### WORK TO BE COMPLETED
In the material below, find every line with "toward" and pull it out.

╭─ SOURCE MATERIAL

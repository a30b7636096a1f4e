#![deny(
    unsafe_code,
    missing_docs,
    dead_code,
    unused_results,
    non_snake_case,
    unreachable_pub
)]

//! Champions table recording the best finished sessions.
//!
//! The table is kept sorted by descending score and bounded in size. The game
//! core never writes to it; the outer layer asks [`ChampionsTable::is_new_record`]
//! once a session ends and collects a name when it returns `true`.

use log::info;
use thiserror::Error;

/// Number of entries kept unless configured otherwise.
pub const DEFAULT_CAPACITY: usize = 10;

/// Failures raised while recording a champion.
#[derive(Clone, Debug, PartialEq, Eq, Error)]
pub enum ChampionsError {
    /// Champion names must contain at least one visible character.
    #[error("champion name must not be empty")]
    EmptyName,
    /// A table must be able to hold at least one entry.
    #[error("champions table capacity must be positive")]
    ZeroCapacity,
}

/// A single recorded result.
#[derive(Clone, Debug, PartialEq, Eq)]
pub struct Champion {
    /// Name entered for the result.
    pub name: String,
    /// Game score of the session.
    pub score: u32,
}

/// Bounded, descending table of champions.
#[derive(Clone, Debug, PartialEq, Eq)]
pub struct ChampionsTable {
    capacity: usize,
    entries: Vec<Champion>,
}

impl Default for ChampionsTable {
    fn default() -> Self {
        Self {
            capacity: DEFAULT_CAPACITY,
            entries: Vec::new(),
        }
    }
}

impl ChampionsTable {
    /// Creates an empty table holding at most `capacity` entries.
    pub fn with_capacity(capacity: usize) -> Result<Self, ChampionsError> {
        if capacity == 0 {
            return Err(ChampionsError::ZeroCapacity);
        }
        Ok(Self {
            capacity,
            entries: Vec::with_capacity(capacity),
        })
    }

    /// Maximum number of entries.
    #[must_use]
    pub const fn capacity(&self) -> usize {
        self.capacity
    }

    /// Entries ordered from best to worst.
    #[must_use]
    pub fn entries(&self) -> &[Champion] {
        &self.entries
    }

    /// Reports whether nothing was recorded yet.
    #[must_use]
    pub fn is_empty(&self) -> bool {
        self.entries.is_empty()
    }

    /// Highest recorded score, zero for an empty table.
    ///
    /// Suitable as the `best_score` seed of a new game.
    #[must_use]
    pub fn best_score(&self) -> u32 {
        self.entries.first().map_or(0, |entry| entry.score)
    }

    /// Reports whether `score` would earn a place in the table.
    ///
    /// Zero scores never qualify. A full table only accepts scores strictly
    /// above its last entry.
    #[must_use]
    pub fn is_new_record(&self, score: u32) -> bool {
        if score == 0 {
            return false;
        }
        if self.entries.len() < self.capacity {
            return true;
        }
        self.entries.last().map_or(true, |last| score > last.score)
    }

    /// Records `score` under `name`.
    ///
    /// Returns the one-based rank achieved, or `None` when the score does not
    /// qualify. Equal scores rank below the results recorded before them.
    pub fn add_result(&mut self, score: u32, name: &str) -> Result<Option<usize>, ChampionsError> {
        let name = name.trim();
        if name.is_empty() {
            return Err(ChampionsError::EmptyName);
        }
        if !self.is_new_record(score) {
            return Ok(None);
        }

        let index = self
            .entries
            .iter()
            .position(|entry| score > entry.score)
            .unwrap_or(self.entries.len());
        self.entries.insert(
            index,
            Champion {
                name: name.to_owned(),
                score,
            },
        );
        self.entries.truncate(self.capacity);

        info!("{name} entered the champions table at rank {}", index + 1);
        Ok(Some(index + 1))
    }
}
//! Tick-based cell-to-cell movement shared by every entity.

use pacman_core::{Direction, Point};

use crate::{Grid, WorldError};

/// Outcome of a single [`Mover::request_move`] call.
#[derive(Clone, Copy, Debug, PartialEq, Eq)]
pub enum Motion {
    /// Neither the requested nor the facing cell is passable; nothing changed.
    Blocked,
    /// A transition is in flight and advanced to `sub_tick`.
    InTransit {
        /// Current progress toward the target, in `1..speed`.
        sub_tick: u32,
        /// Cell the entity will occupy on arrival.
        target: Point,
    },
    /// The transition completed and the entity now occupies `position`.
    Arrived {
        /// Cell the entity arrived on.
        position: Point,
    },
}

/// Generic mover that crosses one cell every `speed` ticks.
///
/// The mover is idle while `sub_tick` is zero. Position only ever changes at
/// arrival, the in-between progress is exposed through [`Mover::sub_tick`].
#[derive(Clone, Debug, PartialEq, Eq)]
pub struct Mover {
    position: Point,
    facing: Direction,
    speed: u32,
    sub_tick: u32,
    target: Option<Point>,
}

impl Mover {
    /// Creates an idle mover at `position`.
    ///
    /// Fails with [`WorldError::InvalidArgument`] when `speed` is zero.
    pub fn new(position: Point, facing: Direction, speed: u32) -> Result<Self, WorldError> {
        if speed == 0 {
            return Err(WorldError::InvalidArgument(
                "movement speed must be positive".into(),
            ));
        }
        Ok(Self {
            position,
            facing,
            speed,
            sub_tick: 0,
            target: None,
        })
    }

    /// Cell currently occupied.
    #[must_use]
    pub const fn position(&self) -> Point {
        self.position
    }

    /// Direction of the last started move.
    #[must_use]
    pub const fn facing(&self) -> Direction {
        self.facing
    }

    /// Ticks needed to cross one cell.
    #[must_use]
    pub const fn speed(&self) -> u32 {
        self.speed
    }

    /// Progress of the in-flight transition; zero while idle.
    #[must_use]
    pub const fn sub_tick(&self) -> u32 {
        self.sub_tick
    }

    /// Destination of the in-flight transition.
    #[must_use]
    pub const fn target(&self) -> Option<Point> {
        self.target
    }

    /// Reports whether the mover may start a new transition.
    #[must_use]
    pub const fn is_idle(&self) -> bool {
        self.sub_tick == 0
    }

    /// Advances the mover by one tick toward `direction`.
    ///
    /// An in-flight transition keeps going regardless of `direction`. An idle
    /// mover turns toward `direction` when that cell is passable, otherwise
    /// keeps its current facing when that cell is passable, otherwise stays
    /// put.
    pub fn request_move(&mut self, direction: Direction, grid: &Grid) -> Motion {
        let target = match self.target {
            Some(target) => target,
            None => {
                let turned = self.position.neighbor(direction);
                let straight = self.position.neighbor(self.facing);
                let target = if grid.get(turned).is_passable() {
                    self.facing = direction;
                    turned
                } else if grid.get(straight).is_passable() {
                    straight
                } else {
                    return Motion::Blocked;
                };
                self.target = Some(target);
                target
            }
        };

        self.sub_tick += 1;
        if self.sub_tick >= self.speed {
            self.position = target;
            self.stop();
            Motion::Arrived { position: target }
        } else {
            Motion::InTransit {
                sub_tick: self.sub_tick,
                target,
            }
        }
    }

    /// Turns an idle mover in place. Returns `false` while a move is in flight.
    pub fn face(&mut self, direction: Direction) -> bool {
        if self.is_idle() {
            self.facing = direction;
            true
        } else {
            false
        }
    }

    /// Cancels any in-flight transition.
    pub fn stop(&mut self) {
        self.sub_tick = 0;
        self.target = None;
    }

    /// Moves instantly to `position`, cancelling any in-flight transition.
    pub fn teleport(&mut self, position: Point) {
        self.stop();
        self.position = position;
    }
}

╰─

### SOLVED PROBLEM
        /// Current progress toward the target, in `1..speed`.
    /// Advances the mover by one tick toward `direction`.
    /// mover turns toward `direction` when that cell is passable, otherwise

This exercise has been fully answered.